- Exercise prompt -
The complete data, repeated exactly, should form your response.

Dataset entries
────────────────────
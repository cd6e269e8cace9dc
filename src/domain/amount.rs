//! Fixed-point coin amounts.
//!
//! Vendors report values either as integer base units or as floating point coins. Everything is
//! normalised to [`Amount`], a signed count of atoms at [`ATOMS_PER_COIN`], so that comparisons
//! and differences are exact.

use serde::{Deserialize, Serialize};

use super::error::AppError;

/// Atoms in one whole coin (8 decimal places)
pub const ATOMS_PER_COIN: i64 = 100_000_000;

const DECIMALS: u32 = 8;

#[derive(Debug, Clone, Copy, Default, PartialEq, Eq, PartialOrd, Ord, Hash, Serialize, Deserialize)]
#[serde(transparent)]
pub struct Amount(i64);

impl Amount {
    pub const ZERO: Amount = Amount(0);

    #[must_use]
    pub const fn from_atoms(atoms: i64) -> Self {
        Self(atoms)
    }

    /// Converts a coin-denominated float, rounding to the nearest atom.
    ///
    /// Fails for NaN, infinities, negative values and values beyond the `i64` atom range.
    pub fn from_coins(coins: f64) -> Result<Self, AppError> {
        if !coins.is_finite() {
            return Err(AppError::InvalidAmount(format!("{} is not a finite number", coins)));
        }
        if coins < 0.0 {
            return Err(AppError::InvalidAmount(format!("{} is negative", coins)));
        }
        let atoms = (coins * ATOMS_PER_COIN as f64).round();
        if atoms >= i64::MAX as f64 {
            return Err(AppError::InvalidAmount(format!("{} is out of range", coins)));
        }
        Ok(Self(atoms as i64))
    }

    /// Converts an integer count of base units with `decimals` places (satoshi, wei, token units).
    ///
    /// Values with more than eight decimals lose the excess precision.
    pub fn from_base_units(units: f64, decimals: u32) -> Result<Self, AppError> {
        if decimals <= DECIMALS {
            Self::from_coins(units * 10f64.powi((DECIMALS - decimals) as i32) / ATOMS_PER_COIN as f64)
        } else {
            Self::from_coins(units / 10f64.powi(decimals as i32))
        }
    }

    /// Parses a decimal string such as `"0.5"` or `"12"`.
    pub fn parse(value: &str) -> Result<Self, AppError> {
        let coins: f64 = value
            .trim()
            .parse()
            .map_err(|_| AppError::InvalidAmount(format!("'{}' is not a number", value)))?;
        Self::from_coins(coins)
    }

    #[must_use]
    pub const fn atoms(self) -> i64 {
        self.0
    }

    #[must_use]
    pub fn to_coins(self) -> f64 {
        self.0 as f64 / ATOMS_PER_COIN as f64
    }

    #[must_use]
    pub const fn is_zero(self) -> bool {
        self.0 == 0
    }
}

impl std::ops::Sub for Amount {
    type Output = Amount;

    fn sub(self, rhs: Amount) -> Amount {
        Amount(self.0.saturating_sub(rhs.0))
    }
}

impl std::ops::Add for Amount {
    type Output = Amount;

    fn add(self, rhs: Amount) -> Amount {
        Amount(self.0.saturating_add(rhs.0))
    }
}

impl std::fmt::Display for Amount {
    fn fmt(&self, f: &mut std::fmt::Formatter<'_>) -> std::fmt::Result {
        let sign = if self.0 < 0 { "-" } else { "" };
        let abs = self.0.unsigned_abs();
        let per_coin = ATOMS_PER_COIN as u64;
        write!(f, "{}{}.{:08}", sign, abs / per_coin, abs % per_coin)
    }
}

#[cfg(test)]
mod tests {
    use super::*;

    #[test]
    fn test_from_coins_rounds_to_nearest_atom() {
        assert_eq!(Amount::from_coins(0.5).unwrap().atoms(), 50_000_000);
        // 0.1 + 0.2 is not exactly 0.3 in binary floating point
        assert_eq!(
            Amount::from_coins(0.1 + 0.2).unwrap(),
            Amount::from_coins(0.3).unwrap()
        );
    }

    #[test]
    fn test_from_coins_rejects_bad_input() {
        assert!(matches!(
            Amount::from_coins(-1.0),
            Err(AppError::InvalidAmount(_))
        ));
        assert!(matches!(
            Amount::from_coins(f64::NAN),
            Err(AppError::InvalidAmount(_))
        ));
        assert!(matches!(
            Amount::from_coins(f64::INFINITY),
            Err(AppError::InvalidAmount(_))
        ));
        assert!(matches!(
            Amount::from_coins(1e12),
            Err(AppError::InvalidAmount(_))
        ));
    }

    #[test]
    fn test_from_base_units() {
        // 1.5 LTC in litoshi
        assert_eq!(
            Amount::from_base_units(150_000_000.0, 8).unwrap(),
            Amount::from_coins(1.5).unwrap()
        );
        // 0.25 ETH in wei
        assert_eq!(
            Amount::from_base_units(250_000_000_000_000_000.0, 18).unwrap(),
            Amount::from_coins(0.25).unwrap()
        );
        // 12.5 USDT with 6 decimals
        assert_eq!(
            Amount::from_base_units(12_500_000.0, 6).unwrap(),
            Amount::from_coins(12.5).unwrap()
        );
    }

    #[test]
    fn test_parse() {
        assert_eq!(Amount::parse(" 0.5 ").unwrap().atoms(), 50_000_000);
        assert!(Amount::parse("abc").is_err());
    }

    #[test]
    fn test_subtraction_is_exact() {
        let a = Amount::from_coins(0.3).unwrap();
        let b = Amount::from_coins(0.1 + 0.2).unwrap();
        assert_eq!(a - b, Amount::ZERO);
        assert_eq!((Amount::from_atoms(5) - Amount::from_atoms(7)).atoms(), -2);
    }

    #[test]
    fn test_display() {
        assert_eq!(Amount::from_atoms(150_000_000).to_string(), "1.50000000");
        assert_eq!(Amount::from_atoms(-1).to_string(), "-0.00000001");
    }
}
────────────────────
- Result for this task -
repository cd6e269e8cace9dc
filename src/domain/amount.rs
//! Fixed-point coin amounts.
//!
//! Vendors report values either as integer base units or as floating point coins. Everything is
//! normalised to [`Amount`], a signed count of atoms at [`ATOMS_PER_COIN`], so that comparisons
//! and differences are exact.

use serde::{Deserialize, Serialize};

use super::error::AppError;

/// Atoms in one whole coin (8 decimal places)
pub const ATOMS_PER_COIN: i64 = 100_000_000;

const DECIMALS: u32 = 8;

#[derive(Debug, Clone, Copy, Default, PartialEq, Eq, PartialOrd, Ord, Hash, Serialize, Deserialize)]
#[serde(transparent)]
pub struct Amount(i64);

impl Amount {
    pub const ZERO: Amount = Amount(0);

    #[must_use]
    pub const fn from_atoms(atoms: i64) -> Self {
        Self(atoms)
    }

    /// Converts a coin-denominated float, rounding to the nearest atom.
    ///
    /// Fails for NaN, infinities, negative values and values beyond the `i64` atom range.
    pub fn from_coins(coins: f64) -> Result<Self, AppError> {
        if !coins.is_finite() {
            return Err(AppError::InvalidAmount(format!("{} is not a finite number", coins)));
        }
        if coins < 0.0 {
            return Err(AppError::InvalidAmount(format!("{} is negative", coins)));
        }
        let atoms = (coins * ATOMS_PER_COIN as f64).round();
        if atoms >= i64::MAX as f64 {
            return Err(AppError::InvalidAmount(format!("{} is out of range", coins)));
        }
        Ok(Self(atoms as i64))
    }

    /// Converts an integer count of base units with `decimals` places (satoshi, wei, token units).
    ///
    /// Values with more than eight decimals lose the excess precision.
    pub fn from_base_units(units: f64, decimals: u32) -> Result<Self, AppError> {
        if decimals <= DECIMALS {
            Self::from_coins(units * 10f64.powi((DECIMALS - decimals) as i32) / ATOMS_PER_COIN as f64)
        } else {
            Self::from_coins(units / 10f64.powi(decimals as i32))
        }
    }

    /// Parses a decimal string such as `"0.5"` or `"12"`.
    pub fn parse(value: &str) -> Result<Self, AppError> {
        let coins: f64 = value
            .trim()
            .parse()
            .map_err(|_| AppError::InvalidAmount(format!("'{}' is not a number", value)))?;
        Self::from_coins(coins)
    }

    #[must_use]
    pub const fn atoms(self) -> i64 {
        self.0
    }

    #[must_use]
    pub fn to_coins(self) -> f64 {
        self.0 as f64 / ATOMS_PER_COIN as f64
    }

    #[must_use]
    pub const fn is_zero(self) -> bool {
        self.0 == 0
    }
}

impl std::ops::Sub for Amount {
    type Output = Amount;

    fn sub(self, rhs: Amount) -> Amount {
        Amount(self.0.saturating_sub(rhs.0))
    }
}

impl std::ops::Add for Amount {
    type Output = Amount;

    fn add(self, rhs: Amount) -> Amount {
        Amount(self.0.saturating_add(rhs.0))
    }
}

impl std::fmt::Display for Amount {
    fn fmt(&self, f: &mut std::fmt::Formatter<'_>) -> std::fmt::Result {
        let sign = if self.0 < 0 { "-" } else { "" };
        let abs = self.0.unsigned_abs();
        let per_coin = ATOMS_PER_COIN as u64;
        write!(f, "{}{}.{:08}", sign, abs / per_coin, abs % per_coin)
    }
}

#[cfg(test)]
mod tests {
    use super::*;

    #[test]
    fn test_from_coins_rounds_to_nearest_atom() {
        assert_eq!(Amount::from_coins(0.5).unwrap().atoms(), 50_000_000);
        // 0.1 + 0.2 is not exactly 0.3 in binary floating point
        assert_eq!(
            Amount::from_coins(0.1 + 0.2).unwrap(),
            Amount::from_coins(0.3).unwrap()
        );
    }

    #[test]
    fn test_from_coins_rejects_bad_input() {
        assert!(matches!(
            Amount::from_coins(-1.0),
            Err(AppError::InvalidAmount(_))
        ));
        assert!(matches!(
            Amount::from_coins(f64::NAN),
            Err(AppError::InvalidAmount(_))
        ));
        assert!(matches!(
            Amount::from_coins(f64::INFINITY),
            Err(AppError::InvalidAmount(_))
        ));
        assert!(matches!(
            Amount::from_coins(1e12),
            Err(AppError::InvalidAmount(_))
        ));
    }

    #[test]
    fn test_from_base_units() {
        // 1.5 LTC in litoshi
        assert_eq!(
            Amount::from_base_units(150_000_000.0, 8).unwrap(),
            Amount::from_coins(1.5).unwrap()
        );
        // 0.25 ETH in wei
        assert_eq!(
            Amount::from_base_units(250_000_000_000_000_000.0, 18).unwrap(),
            Amount::from_coins(0.25).unwrap()
        );
        // 12.5 USDT with 6 decimals
        assert_eq!(
            Amount::from_base_units(12_500_000.0, 6).unwrap(),
            Amount::from_coins(12.5).unwrap()
        );
    }

    #[test]
    fn test_parse() {
        assert_eq!(Amount::parse(" 0.5 ").unwrap().atoms(), 50_000_000);
        assert!(Amount::parse("abc").is_err());
    }

    #[test]
    fn test_subtraction_is_exact() {
        let a = Amount::from_coins(0.3).unwrap();
        let b = Amount::from_coins(0.1 + 0.2).unwrap();
        assert_eq!(a - b, Amount::ZERO);
        assert_eq!((Amount::from_atoms(5) - Amount::from_atoms(7)).atoms(), -2);
    }

    #[test]
    fn test_display() {
        assert_eq!(Amount::from_atoms(150_000_000).to_string(), "1.50000000");
        assert_eq!(Amount::from_atoms(-1).to_string(), "-0.00000001");
    }
}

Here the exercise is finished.